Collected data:
· · · · · · ·

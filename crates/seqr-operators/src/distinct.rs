//! Distinct stage: seen-key suppression.

use std::collections::HashSet;
use std::hash::Hash;
use std::rc::Rc;

use seqr_core::Cursor;

/// Suppresses elements whose projected key has been seen before, keeping
/// the first occurrence of each key in upstream order.
///
/// Memory is unbounded in the key cardinality: every distinct key stays in
/// the seen-set for the cursor's lifetime.
pub struct Distinct<T, K> {
    upstream: Cursor<T>,
    key: Rc<dyn Fn(&T) -> K>,
    seen: HashSet<K>,
}

impl<T, K: Eq + Hash> Distinct<T, K> {
    pub fn new(upstream: Cursor<T>, key: Rc<dyn Fn(&T) -> K>) -> Self {
        Self {
            upstream,
            key,
            seen: HashSet::new(),
        }
    }
}

impl<T, K: Eq + Hash> Iterator for Distinct<T, K> {
    type Item = T;

    fn next(&mut self) -> Option<T> {
        loop {
            let item = self.upstream.try_next()?;
            if self.seen.insert((self.key)(&item)) {
                return Some(item);
            }
        }
    }
}
#![forbid(unsafe_code)]
//! seqr: a lazily-evaluated query/aggregation engine over in-memory
//! sequences.
//!
//! Build a [`Sequence`] from an array, a collection, or a raw cursor;
//! chain operator stages (filter, project, distinct, merge, intersect,
//! skip, take, order, group); finish with a traversal, a reduce, or a
//! statistic. Nothing touches the data until the result is pulled.
//!
//! ```
//! use seqr::prelude::*;
//!
//! let evens = Sequence::from_values(vec![4, 1, 3, 2, 4])
//!     .filter(|n| n % 2 == 0)
//!     .distinct()
//!     .order();
//! assert_eq!(evens.to_vec(), vec![2, 4]);
//! ```
//!
//! Vocabulary warning carried over from the original system:
//! [`stats::mean`] is the midrange `(min + max) / 2`, while the arithmetic
//! mean is [`stats::average`].

pub use seqr_core::{Cursor, Error, Result, Sequence, Source};
pub use seqr_operators::{Direction, GroupBy, Grouped, SequenceExt, SortBuffer};

pub use seqr_io as io;
pub use seqr_stats as stats;

pub mod prelude {
    pub use seqr_core::{Cursor, Sequence};
    pub use seqr_operators::{Direction, SequenceExt};
}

· · · · · · ·

All the entries are to be set down exactly as they appear.

- _Your solution_
filename crates/seqr-operators/src/distinct.rs
//! Distinct stage: seen-key suppression.

use std::collections::HashSet;
use std::hash::Hash;
use std::rc::Rc;

use seqr_core::Cursor;

/// Suppresses elements whose projected key has been seen before, keeping
/// the first occurrence of each key in upstream order.
///
/// Memory is unbounded in the key cardinality: every distinct key stays in
/// the seen-set for the cursor's lifetime.
pub struct Distinct<T, K> {
    upstream: Cursor<T>,
    key: Rc<dyn Fn(&T) -> K>,
    seen: HashSet<K>,
}

impl<T, K: Eq + Hash> Distinct<T, K> {
    pub fn new(upstream: Cursor<T>, key: Rc<dyn Fn(&T) -> K>) -> Self {
        Self {
            upstream,
            key,
            seen: HashSet::new(),
        }
    }
}

impl<T, K: Eq + Hash> Iterator for Distinct<T, K> {
    type Item = T;

    fn next(&mut self) -> Option<T> {
        loop {
            let item = self.upstream.try_next()?;
            if self.seen.insert((self.key)(&item)) {
                return Some(item);
            }
        }
    }
}
#![forbid(unsafe_code)]
//! seqr: a lazily-evaluated query/aggregation engine over in-memory
//! sequences.
//!
//! Build a [`Sequence`] from an array, a collection, or a raw cursor;
//! chain operator stages (filter, project, distinct, merge, intersect,
//! skip, take, order, group); finish with a traversal, a reduce, or a
//! statistic. Nothing touches the data until the result is pulled.
//!
//! ```
//! use seqr::prelude::*;
//!
//! let evens = Sequence::from_values(vec![4, 1, 3, 2, 4])
//!     .filter(|n| n % 2 == 0)
//!     .distinct()
//!     .order();
//! assert_eq!(evens.to_vec(), vec![2, 4]);
//! ```
//!
//! Vocabulary warning carried over from the original system:
//! [`stats::mean`] is the midrange `(min + max) / 2`, while the arithmetic
//! mean is [`stats::average`].

pub use seqr_core::{Cursor, Error, Result, Sequence, Source};
pub use seqr_operators::{Direction, GroupBy, Grouped, SequenceExt, SortBuffer};

pub use seqr_io as io;
pub use seqr_stats as stats;

pub mod prelude {
    pub use seqr_core::{Cursor, Sequence};
    pub use seqr_operators::{Direction, SequenceExt};
}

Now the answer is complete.